A Los Angeles City Council member is moving to temporarily ban the sale of all marijuana vaping products in response to the recent vaping illness epidemic.
Whether the measure will become law remains unclear. But, if successful, it could prove to be a major blow to cannabis retailers and vaporizer companies in the world’s largest MJ market – and could spur other municipalities to follow suit.
The measure, introduced Wednesday by Council Member Paul Krekorian, calls for the council to ask the city attorney to draft an ordinance that would “prohibit the sale of all cannabis products and associated accessories used for vaping” within L.A. for one year.
The ordinance would be automatically renewed annually until the council determines that MJ vaping products are “safe for consumer use.”
The proposal also calls for the city’s Department of Cannabis Regulation (DCR) to issue a report on testing lab activities in both the city and from across the state “as they relate to cannabis product safety and public health.”

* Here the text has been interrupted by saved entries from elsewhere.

use std::fmt;
use std::path::PathBuf;
use std::sync::Arc;

use tracing::debug;

use crate::config::RenderConfig;
use crate::error::RenderError;
use crate::flow::{View, LAYOUT_SLOT};
use crate::lookup::LookupContext;
use crate::rendered::RenderedTemplate;
use crate::template::{Handler, LiteralTemplate, Locals, TemplateHandle};

/// Layout chosen at render time from the formats being rendered.
pub type LayoutFn = Arc<dyn Fn(&[String]) -> LayoutSpec + Send + Sync>;

/// Which layout wraps a template render.
#[derive(Clone, Default)]
pub enum LayoutSpec {
    /// No layout.
    #[default]
    None,
    /// A layout name. Relative names are searched under the configured
    /// layout prefix; `/`-prefixed names are searched as given.
    Path(String),
    /// Computed when the render starts; the result is resolved in turn.
    Computed(LayoutFn),
    /// An already resolved layout.
    Template(TemplateHandle),
}

impl LayoutSpec {
    pub fn path(path: impl Into<String>) -> Self {
        LayoutSpec::Path(path.into())
    }

    pub fn computed<F>(f: F) -> Self
    where
        F: Fn(&[String]) -> LayoutSpec + Send + Sync + 'static,
    {
        LayoutSpec::Computed(Arc::new(f))
    }
}

impl From<&str> for LayoutSpec {
    fn from(path: &str) -> Self {
        LayoutSpec::Path(path.to_string())
    }
}

impl From<String> for LayoutSpec {
    fn from(path: String) -> Self {
        LayoutSpec::Path(path)
    }
}

impl From<TemplateHandle> for LayoutSpec {
    fn from(template: TemplateHandle) -> Self {
        LayoutSpec::Template(template)
    }
}

impl fmt::Debug for LayoutSpec {
    fn fmt(&self, f: &mut fmt::Formatter<'_>) -> fmt::Result {
        match self {
            LayoutSpec::None => f.write_str("None"),
            LayoutSpec::Path(path) => f.debug_tuple("Path").field(path).finish(),
            LayoutSpec::Computed(_) => f.write_str("Computed(..)"),
            LayoutSpec::Template(template) => f
                .debug_tuple("Template")
                .field(&template.identifier())
                .finish(),
        }
    }
}

/// Options for one template render.
///
/// Exactly one source must be set: `body`, `plain`, `html`, `file`,
/// `inline`, `template` or `path`.
#[derive(Clone, Default)]
pub struct TemplateOptions {
    /// Response body, emitted as is.
    pub body: Option<String>,
    /// Plain text, emitted as is.
    pub plain: Option<String>,
    /// Markup, emitted as is.
    pub html: Option<String>,
    /// File read verbatim.
    pub file: Option<PathBuf>,
    /// Template source compiled with `handler`.
    pub inline: Option<String>,
    pub handler: Handler,
    /// Already resolved template.
    pub template: Option<TemplateHandle>,
    /// Template name looked up through the renderer's lookup context.
    pub path: Option<String>,
    /// Prefixes searched for `path`; defaults to the context prefixes for bare names.
    pub prefixes: Option<Vec<String>>,
    /// Formats searched for `path`; defaults to the context formats.
    pub formats: Option<Vec<String>>,
    pub layout: LayoutSpec,
    pub locals: Locals,
}

impl TemplateOptions {
    pub fn new() -> Self {
        Self::default()
    }

    pub fn body(body: impl Into<String>) -> Self {
        Self {
            body: Some(body.into()),
            ..Self::default()
        }
    }

    pub fn plain(text: impl Into<String>) -> Self {
        Self {
            plain: Some(text.into()),
            ..Self::default()
        }
    }

    pub fn html(markup: impl Into<String>) -> Self {
        Self {
            html: Some(markup.into()),
            ..Self::default()
        }
    }

    pub fn file(path: impl Into<PathBuf>) -> Self {
        Self {
            file: Some(path.into()),
            ..Self::default()
        }
    }

    pub fn inline(source: impl Into<String>, handler: Handler) -> Self {
        Self {
            inline: Some(source.into()),
            handler,
            ..Self::default()
        }
    }

    pub fn template(template: TemplateHandle) -> Self {
        Self {
            template: Some(template),
            ..Self::default()
        }
    }

    pub fn path(path: impl Into<String>) -> Self {
        Self {
            path: Some(path.into()),
            ..Self::default()
        }
    }

    pub fn layout(mut self, layout: impl Into<LayoutSpec>) -> Self {
        self.layout = layout.into();
        self
    }

    pub fn prefixes<I, S>(mut self, prefixes: I) -> Self
    where
        I: IntoIterator<Item = S>,
        S: Into<String>,
    {
        self.prefixes = Some(prefixes.into_iter().map(Into::into).collect());
        self
    }

    pub fn formats<I, S>(mut self, formats: I) -> Self
    where
        I: IntoIterator<Item = S>,
        S: Into<String>,
    {
        self.formats = Some(formats.into_iter().map(Into::into).collect());
        self
    }

    pub fn local(mut self, name: impl Into<String>, value: impl Into<serde_json::Value>) -> Self {
        self.locals.insert(name.into(), value.into());
        self
    }

    pub fn locals(mut self, locals: Locals) -> Self {
        self.locals.extend(locals);
        self
    }

    /// Names of the sources that are set.
    pub fn sources(&self) -> Vec<&'static str> {
        [
            ("body", self.body.is_some()),
            ("plain", self.plain.is_some()),
            ("html", self.html.is_some()),
            ("file", self.file.is_some()),
            ("inline", self.inline.is_some()),
            ("template", self.template.is_some()),
            ("path", self.path.is_some()),
        ]
        .into_iter()
        .filter_map(|(name, set)| set.then_some(name))
        .collect()
    }
}

impl fmt::Debug for TemplateOptions {
    fn fmt(&self, f: &mut fmt::Formatter<'_>) -> fmt::Result {
        f.debug_struct("TemplateOptions")
            .field("sources", &self.sources())
            .field("path", &self.path)
            .field("handler", &self.handler)
            .field("layout", &self.layout)
            .field("locals", &self.locals)
            .finish_non_exhaustive()
    }
}

/// Renders a top-level template inside an optional layout.
pub struct TemplateRenderer<'a> {
    context: &'a LookupContext,
    config: &'a RenderConfig,
}

impl<'a> TemplateRenderer<'a> {
    pub fn new(context: &'a LookupContext, config: &'a RenderConfig) -> Self {
        Self { context, config }
    }

    pub fn config(&self) -> &RenderConfig {
        self.config
    }

    /// Renders the template, then its layout.
    pub fn render(
        &self,
        view: &View,
        options: &TemplateOptions,
    ) -> Result<RenderedTemplate, RenderError> {
        let template = self.determine_template(options)?;
        let layout = self.layout_for(&template, options)?;
        self.render_template(view, &template, layout.as_ref(), &options.locals)
    }

    /// Resolves the single template source of `options`.
    ///
    /// # Errors
    ///
    /// [`RenderError::AmbiguousTemplateSource`] unless exactly one source is set.
    pub fn determine_template(
        &self,
        options: &TemplateOptions,
    ) -> Result<TemplateHandle, RenderError> {
        let found = options.sources();
        if found.len() != 1 {
            return Err(RenderError::AmbiguousTemplateSource { found });
        }

        if let Some(body) = &options.body {
            return Ok(Arc::new(LiteralTemplate::body(body.clone())));
        }
        if let Some(text) = &options.plain {
            return Ok(Arc::new(LiteralTemplate::plain(text.clone())));
        }
        if let Some(markup) = &options.html {
            return Ok(Arc::new(LiteralTemplate::html(markup.clone())));
        }
        if let Some(file) = &options.file {
            return Ok(Arc::new(LiteralTemplate::raw_file(file)?));
        }
        if let Some(source) = &options.inline {
            let formats = self.formats(options);
            return options.handler.compile(
                "inline template",
                None,
                formats.first().map(String::as_str),
                source,
            );
        }
        if let Some(template) = &options.template {
            return Ok(template.clone());
        }

        match &options.path {
            Some(path) => {
                let prefixes = match &options.prefixes {
                    Some(prefixes) => prefixes.clone(),
                    None if path.contains('/') => Vec::new(),
                    None => self.context.prefixes().to_vec(),
                };
                let keys: Vec<String> = options.locals.keys().cloned().collect();
                self.context
                    .find_template_in(path, &prefixes, false, &keys, &self.formats(options))
            }
            None => Err(RenderError::AmbiguousTemplateSource { found }),
        }
    }

    /// Resolves the layout of `options` for a render of `template`.
    ///
    /// The template's own format is searched first.
    pub fn layout_for(
        &self,
        template: &TemplateHandle,
        options: &TemplateOptions,
    ) -> Result<Option<TemplateHandle>, RenderError> {
        let mut formats: Vec<String> = template.format().map(str::to_string).into_iter().collect();
        for format in self.formats(options) {
            if !formats.contains(&format) {
                formats.push(format);
            }
        }
        let keys: Vec<String> = options.locals.keys().cloned().collect();
        self.find_layout(&options.layout, &formats, &keys)
    }

    /// Resolves a layout spec.
    ///
    /// A named layout that exists only in other formats resolves to no
    /// layout; one that does not exist at all is an error.
    pub fn find_layout(
        &self,
        spec: &LayoutSpec,
        formats: &[String],
        keys: &[String],
    ) -> Result<Option<TemplateHandle>, RenderError> {
        match spec {
            LayoutSpec::None => Ok(None),
            LayoutSpec::Template(template) => Ok(Some(template.clone())),
            LayoutSpec::Computed(compute) => self.find_layout(&compute(formats), formats, keys),
            LayoutSpec::Path(path) => {
                if path.trim_matches('/').is_empty() {
                    return Err(RenderError::InvalidLayout(format!("'{}' names no layout", path)));
                }
                let prefixes = if path.starts_with('/') {
                    Vec::new()
                } else {
                    vec![self.config.layout_prefix.clone()]
                };
                match self
                    .context
                    .find_template_in(path, &prefixes, false, keys, formats)
                {
                    Ok(layout) => Ok(Some(layout)),
                    Err(RenderError::MissingTemplate { .. })
                        if self.context.template_exists(path, &prefixes, false) =>
                    {
                        debug!(layout = %path, ?formats, "layout has no matching format");
                        Ok(None)
                    }
                    Err(err) => Err(err),
                }
            }
        }
    }

    /// Renders `template`, stores its markup in the `layout` slot, and renders
    /// `layout` around it.
    pub fn render_template(
        &self,
        view: &View,
        template: &TemplateHandle,
        layout: Option<&TemplateHandle>,
        locals: &Locals,
    ) -> Result<RenderedTemplate, RenderError> {
        debug!(
            identifier = template.identifier(),
            layout = layout.map(|l| l.identifier()),
            "rendering template"
        );
        let content = template.render_to_string(view, locals)?;
        let body = match layout {
            Some(layout) => {
                view.flow().set(LAYOUT_SLOT, content)?;
                layout.render_to_string(view, locals)?
            }
            None => content,
        };
        Ok(RenderedTemplate::new(body, template.clone()))
    }

    fn formats(&self, options: &TemplateOptions) -> Vec<String> {
        options
            .formats
            .clone()
            .unwrap_or_else(|| self.context.formats().to_vec())
    }
}
impl ViewFlow for TaskFlow {
    fn get(&self, key: &str) -> Result<Option<String>, RenderError> {
        {
            let mut slots = lock(&self.slots);
            if let Some(content) = slots.content.get(key) {
                return Ok(Some(content.clone()));
            }
            if self.role == Role::Content {
                return Ok(None);
            }
            slots.waiting_for = Some(key.to_string());
        }

        let parked = self.park(Event::Waiting(key.to_string()));
        let mut slots = lock(&self.slots);
        slots.waiting_for = None;
        parked?;
        Ok(slots.content.get(key).cloned())
    }

    fn set(&self, key: &str, value: String) -> Result<(), RenderError> {
        lock(&self.slots).content.insert(key.to_string(), value);
        Ok(())
    }

    fn append(&self, key: &str, value: &str) -> Result<(), RenderError> {
        lock(&self.slots)
            .content
            .entry(key.to_string())
            .or_default()
            .push_str(value);
        Ok(())
    }

    fn provide(&self, key: &str, value: &str) -> Result<(), RenderError> {
        let awaited = {
            let mut slots = lock(&self.slots);
            slots
                .content
                .entry(key.to_string())
                .or_default()
                .push_str(value);
            slots.waiting_for.as_deref() == Some(key)
        };
        if awaited && self.role == Role::Content {
            self.park(Event::Provided)?;
        }
        Ok(())
    }

    fn contains(&self, key: &str) -> bool {
        lock(&self.slots).content.contains_key(key)
    }
}

/// Output sink of the layout: every complete UTF-8 run written becomes a chunk.
struct StreamingBuffer {
    events: Sender<Event>,
    pending: Vec<u8>,
}

impl StreamingBuffer {
    fn new(events: Sender<Event>) -> Self {
        Self {
            events,
            pending: Vec::new(),
        }
    }
}

impl io::Write for StreamingBuffer {
    fn write(&mut self, buf: &[u8]) -> io::Result<usize> {
        self.pending.extend_from_slice(buf);
        let complete = match std::str::from_utf8(&self.pending) {
            Ok(text) => text.len(),
            Err(e) if e.error_len().is_none() => e.valid_up_to(),
            Err(e) => return Err(io::Error::new(io::ErrorKind::InvalidData, e)),
        };
        if complete > 0 {
            let rest = self.pending.split_off(complete);
            let chunk = String::from_utf8(std::mem::replace(&mut self.pending, rest))
                .map_err(|e| io::Error::new(io::ErrorKind::InvalidData, e))?;
            self.events
                .send(Event::Chunk(chunk))
                .map_err(|_| io::Error::new(io::ErrorKind::BrokenPipe, "stream scheduler gone"))?;
        }
        Ok(buf.len())
    }

    fn flush(&mut self) -> io::Result<()> {
        Ok(())
    }
}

In addition, it calls on the DCR to offer recommendations on how the council could “compel the cannabis industry to remove all known threats to public health from cannabis vaping products.”
As of Thursday, the measure was pending action by an L.A. City Council committee and was not yet scheduled for a vote by the full council.
The move follows a four-month ban issued this week in Massachusetts on all vaping products, including marijuana vaping devices, and an executive order signed by California Gov. Gavin Newsom last week to launch a $20 million anti-vaping marketing campaign.
The California Department of Public Health this week also issued a health advisory, urging all residents to refrain from any type of vaping until the epidemic is quelled.
The California Cannabis Manufacturers Association (CCMA) said in a press release this week that the “true root cause” of the epidemic is untested illicit products, not the legal industry, and argued that banning MJ vaping products will only push customers into the underground market.
“Encouraging the proliferation of regulated operators is a far better solution to this public health issue than encouraging bans that don’t work,” the CCMA said.
The epidemic has so far hospitalized more than 800, and 12 people have died, according to the Centers for Disease Control.